Please copy out all the data. Every detail stays the same.

++++ Provided material ++++

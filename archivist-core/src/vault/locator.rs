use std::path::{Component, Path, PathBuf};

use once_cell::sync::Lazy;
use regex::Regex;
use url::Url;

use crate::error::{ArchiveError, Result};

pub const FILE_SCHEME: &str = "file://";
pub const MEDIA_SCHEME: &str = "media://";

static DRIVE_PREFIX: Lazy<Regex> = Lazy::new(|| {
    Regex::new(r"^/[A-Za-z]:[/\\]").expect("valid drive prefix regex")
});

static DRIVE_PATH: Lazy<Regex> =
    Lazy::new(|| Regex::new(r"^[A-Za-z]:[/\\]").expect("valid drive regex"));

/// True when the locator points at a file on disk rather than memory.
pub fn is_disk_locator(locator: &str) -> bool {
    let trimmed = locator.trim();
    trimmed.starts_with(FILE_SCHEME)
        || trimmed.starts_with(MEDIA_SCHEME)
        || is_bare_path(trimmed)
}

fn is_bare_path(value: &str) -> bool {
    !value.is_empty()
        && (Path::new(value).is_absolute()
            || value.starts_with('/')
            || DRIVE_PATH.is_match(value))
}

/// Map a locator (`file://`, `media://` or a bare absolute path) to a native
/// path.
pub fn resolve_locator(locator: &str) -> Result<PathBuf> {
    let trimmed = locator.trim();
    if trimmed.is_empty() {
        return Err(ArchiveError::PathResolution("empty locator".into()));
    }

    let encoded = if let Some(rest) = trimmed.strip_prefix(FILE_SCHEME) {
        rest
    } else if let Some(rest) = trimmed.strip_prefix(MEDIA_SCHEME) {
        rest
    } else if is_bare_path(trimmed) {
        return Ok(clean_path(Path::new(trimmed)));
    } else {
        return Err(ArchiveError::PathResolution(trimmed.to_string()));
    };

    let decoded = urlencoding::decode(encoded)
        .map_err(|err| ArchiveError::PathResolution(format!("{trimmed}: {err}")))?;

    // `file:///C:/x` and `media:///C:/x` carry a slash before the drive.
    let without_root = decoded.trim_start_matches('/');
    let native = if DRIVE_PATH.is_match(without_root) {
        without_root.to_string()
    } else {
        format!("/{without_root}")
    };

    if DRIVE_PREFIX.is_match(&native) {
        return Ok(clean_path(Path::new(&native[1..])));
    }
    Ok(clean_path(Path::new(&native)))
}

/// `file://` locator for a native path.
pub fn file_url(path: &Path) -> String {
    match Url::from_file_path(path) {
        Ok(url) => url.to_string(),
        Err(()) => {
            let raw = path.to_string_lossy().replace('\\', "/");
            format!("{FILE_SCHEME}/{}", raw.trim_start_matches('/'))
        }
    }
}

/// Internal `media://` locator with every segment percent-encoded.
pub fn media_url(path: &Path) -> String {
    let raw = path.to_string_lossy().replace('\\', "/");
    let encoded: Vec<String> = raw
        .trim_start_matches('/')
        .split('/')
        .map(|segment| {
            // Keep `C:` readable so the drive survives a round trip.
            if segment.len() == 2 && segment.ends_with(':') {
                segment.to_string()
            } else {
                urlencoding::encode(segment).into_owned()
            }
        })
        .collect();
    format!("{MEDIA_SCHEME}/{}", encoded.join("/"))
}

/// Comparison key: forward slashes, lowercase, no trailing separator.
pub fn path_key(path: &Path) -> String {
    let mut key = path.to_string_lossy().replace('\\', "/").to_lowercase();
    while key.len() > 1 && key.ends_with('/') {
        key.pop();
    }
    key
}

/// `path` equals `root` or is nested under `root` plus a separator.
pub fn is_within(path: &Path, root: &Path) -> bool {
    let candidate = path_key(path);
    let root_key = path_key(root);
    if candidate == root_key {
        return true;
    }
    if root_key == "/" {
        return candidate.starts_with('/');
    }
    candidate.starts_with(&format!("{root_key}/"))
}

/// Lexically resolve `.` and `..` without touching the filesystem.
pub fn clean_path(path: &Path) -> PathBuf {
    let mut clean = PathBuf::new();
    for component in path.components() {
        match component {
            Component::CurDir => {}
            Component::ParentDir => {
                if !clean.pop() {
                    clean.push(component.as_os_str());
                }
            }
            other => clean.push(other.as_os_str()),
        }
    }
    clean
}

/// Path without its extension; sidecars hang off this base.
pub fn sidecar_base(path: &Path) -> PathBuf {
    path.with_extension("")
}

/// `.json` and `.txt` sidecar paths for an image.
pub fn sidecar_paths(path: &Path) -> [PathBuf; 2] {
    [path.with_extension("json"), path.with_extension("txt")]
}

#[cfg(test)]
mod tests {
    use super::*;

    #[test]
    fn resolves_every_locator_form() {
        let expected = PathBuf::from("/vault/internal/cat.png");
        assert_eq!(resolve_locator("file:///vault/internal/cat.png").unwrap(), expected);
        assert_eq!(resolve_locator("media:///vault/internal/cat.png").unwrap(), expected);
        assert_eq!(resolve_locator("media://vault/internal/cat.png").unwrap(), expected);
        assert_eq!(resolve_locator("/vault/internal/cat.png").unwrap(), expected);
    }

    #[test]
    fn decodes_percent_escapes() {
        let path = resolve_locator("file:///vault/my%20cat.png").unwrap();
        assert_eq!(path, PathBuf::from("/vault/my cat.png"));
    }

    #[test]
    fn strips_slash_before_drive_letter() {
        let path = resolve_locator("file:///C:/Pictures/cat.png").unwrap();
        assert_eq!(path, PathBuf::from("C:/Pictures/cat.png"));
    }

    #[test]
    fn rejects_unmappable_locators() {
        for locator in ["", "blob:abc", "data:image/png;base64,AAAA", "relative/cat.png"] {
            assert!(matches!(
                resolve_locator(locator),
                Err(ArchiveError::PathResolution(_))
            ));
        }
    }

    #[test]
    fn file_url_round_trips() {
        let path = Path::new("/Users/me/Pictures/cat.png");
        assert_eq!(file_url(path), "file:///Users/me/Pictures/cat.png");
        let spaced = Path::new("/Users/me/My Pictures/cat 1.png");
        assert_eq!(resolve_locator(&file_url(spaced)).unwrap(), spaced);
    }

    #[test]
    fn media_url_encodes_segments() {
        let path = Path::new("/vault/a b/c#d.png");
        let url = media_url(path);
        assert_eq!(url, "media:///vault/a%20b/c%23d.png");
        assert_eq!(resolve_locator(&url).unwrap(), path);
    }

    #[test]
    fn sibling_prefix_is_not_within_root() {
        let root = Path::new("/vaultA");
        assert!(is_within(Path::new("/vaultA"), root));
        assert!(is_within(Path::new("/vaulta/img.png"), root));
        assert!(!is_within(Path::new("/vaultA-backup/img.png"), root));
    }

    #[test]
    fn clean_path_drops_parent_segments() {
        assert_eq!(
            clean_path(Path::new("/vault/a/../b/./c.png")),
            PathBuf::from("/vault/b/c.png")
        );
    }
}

++++

◆ **Expected output**:
filename archivist-core/src/vault/locator.rs
use std::path::{Component, Path, PathBuf};

use once_cell::sync::Lazy;
use regex::Regex;
use url::Url;

use crate::error::{ArchiveError, Result};

pub const FILE_SCHEME: &str = "file://";
pub const MEDIA_SCHEME: &str = "media://";

static DRIVE_PREFIX: Lazy<Regex> = Lazy::new(|| {
    Regex::new(r"^/[A-Za-z]:[/\\]").expect("valid drive prefix regex")
});

static DRIVE_PATH: Lazy<Regex> =
    Lazy::new(|| Regex::new(r"^[A-Za-z]:[/\\]").expect("valid drive regex"));

/// True when the locator points at a file on disk rather than memory.
pub fn is_disk_locator(locator: &str) -> bool {
    let trimmed = locator.trim();
    trimmed.starts_with(FILE_SCHEME)
        || trimmed.starts_with(MEDIA_SCHEME)
        || is_bare_path(trimmed)
}

fn is_bare_path(value: &str) -> bool {
    !value.is_empty()
        && (Path::new(value).is_absolute()
            || value.starts_with('/')
            || DRIVE_PATH.is_match(value))
}

/// Map a locator (`file://`, `media://` or a bare absolute path) to a native
/// path.
pub fn resolve_locator(locator: &str) -> Result<PathBuf> {
    let trimmed = locator.trim();
    if trimmed.is_empty() {
        return Err(ArchiveError::PathResolution("empty locator".into()));
    }

    let encoded = if let Some(rest) = trimmed.strip_prefix(FILE_SCHEME) {
        rest
    } else if let Some(rest) = trimmed.strip_prefix(MEDIA_SCHEME) {
        rest
    } else if is_bare_path(trimmed) {
        return Ok(clean_path(Path::new(trimmed)));
    } else {
        return Err(ArchiveError::PathResolution(trimmed.to_string()));
    };

    let decoded = urlencoding::decode(encoded)
        .map_err(|err| ArchiveError::PathResolution(format!("{trimmed}: {err}")))?;

    // `file:///C:/x` and `media:///C:/x` carry a slash before the drive.
    let without_root = decoded.trim_start_matches('/');
    let native = if DRIVE_PATH.is_match(without_root) {
        without_root.to_string()
    } else {
        format!("/{without_root}")
    };

    if DRIVE_PREFIX.is_match(&native) {
        return Ok(clean_path(Path::new(&native[1..])));
    }
    Ok(clean_path(Path::new(&native)))
}

/// `file://` locator for a native path.
pub fn file_url(path: &Path) -> String {
    match Url::from_file_path(path) {
        Ok(url) => url.to_string(),
        Err(()) => {
            let raw = path.to_string_lossy().replace('\\', "/");
            format!("{FILE_SCHEME}/{}", raw.trim_start_matches('/'))
        }
    }
}

/// Internal `media://` locator with every segment percent-encoded.
pub fn media_url(path: &Path) -> String {
    let raw = path.to_string_lossy().replace('\\', "/");
    let encoded: Vec<String> = raw
        .trim_start_matches('/')
        .split('/')
        .map(|segment| {
            // Keep `C:` readable so the drive survives a round trip.
            if segment.len() == 2 && segment.ends_with(':') {
                segment.to_string()
            } else {
                urlencoding::encode(segment).into_owned()
            }
        })
        .collect();
    format!("{MEDIA_SCHEME}/{}", encoded.join("/"))
}

/// Comparison key: forward slashes, lowercase, no trailing separator.
pub fn path_key(path: &Path) -> String {
    let mut key = path.to_string_lossy().replace('\\', "/").to_lowercase();
    while key.len() > 1 && key.ends_with('/') {
        key.pop();
    }
    key
}

/// `path` equals `root` or is nested under `root` plus a separator.
pub fn is_within(path: &Path, root: &Path) -> bool {
    let candidate = path_key(path);
    let root_key = path_key(root);
    if candidate == root_key {
        return true;
    }
    if root_key == "/" {
        return candidate.starts_with('/');
    }
    candidate.starts_with(&format!("{root_key}/"))
}

/// Lexically resolve `.` and `..` without touching the filesystem.
pub fn clean_path(path: &Path) -> PathBuf {
    let mut clean = PathBuf::new();
    for component in path.components() {
        match component {
            Component::CurDir => {}
            Component::ParentDir => {
                if !clean.pop() {
                    clean.push(component.as_os_str());
                }
            }
            other => clean.push(other.as_os_str()),
        }
    }
    clean
}

/// Path without its extension; sidecars hang off this base.
pub fn sidecar_base(path: &Path) -> PathBuf {
    path.with_extension("")
}

/// `.json` and `.txt` sidecar paths for an image.
pub fn sidecar_paths(path: &Path) -> [PathBuf; 2] {
    [path.with_extension("json"), path.with_extension("txt")]
}

#[cfg(test)]
mod tests {
    use super::*;

    #[test]
    fn resolves_every_locator_form() {
        let expected = PathBuf::from("/vault/internal/cat.png");
        assert_eq!(resolve_locator("file:///vault/internal/cat.png").unwrap(), expected);
        assert_eq!(resolve_locator("media:///vault/internal/cat.png").unwrap(), expected);
        assert_eq!(resolve_locator("media://vault/internal/cat.png").unwrap(), expected);
        assert_eq!(resolve_locator("/vault/internal/cat.png").unwrap(), expected);
    }

    #[test]
    fn decodes_percent_escapes() {
        let path = resolve_locator("file:///vault/my%20cat.png").unwrap();
        assert_eq!(path, PathBuf::from("/vault/my cat.png"));
    }

    #[test]
    fn strips_slash_before_drive_letter() {
        let path = resolve_locator("file:///C:/Pictures/cat.png").unwrap();
        assert_eq!(path, PathBuf::from("C:/Pictures/cat.png"));
    }

    #[test]
    fn rejects_unmappable_locators() {
        for locator in ["", "blob:abc", "data:image/png;base64,AAAA", "relative/cat.png"] {
            assert!(matches!(
                resolve_locator(locator),
                Err(ArchiveError::PathResolution(_))
            ));
        }
    }

    #[test]
    fn file_url_round_trips() {
        let path = Path::new("/Users/me/Pictures/cat.png");
        assert_eq!(file_url(path), "file:///Users/me/Pictures/cat.png");
        let spaced = Path::new("/Users/me/My Pictures/cat 1.png");
        assert_eq!(resolve_locator(&file_url(spaced)).unwrap(), spaced);
    }

    #[test]
    fn media_url_encodes_segments() {
        let path = Path::new("/vault/a b/c#d.png");
        let url = media_url(path);
        assert_eq!(url, "media:///vault/a%20b/c%23d.png");
        assert_eq!(resolve_locator(&url).unwrap(), path);
    }

    #[test]
    fn sibling_prefix_is_not_within_root() {
        let root = Path::new("/vaultA");
        assert!(is_within(Path::new("/vaultA"), root));
        assert!(is_within(Path::new("/vaulta/img.png"), root));
        assert!(!is_within(Path::new("/vaultA-backup/img.png"), root));
    }

    #[test]
    fn clean_path_drops_parent_segments() {
        assert_eq!(
            clean_path(Path::new("/vault/a/../b/./c.png")),
            PathBuf::from("/vault/b/c.png")
        );
    }
}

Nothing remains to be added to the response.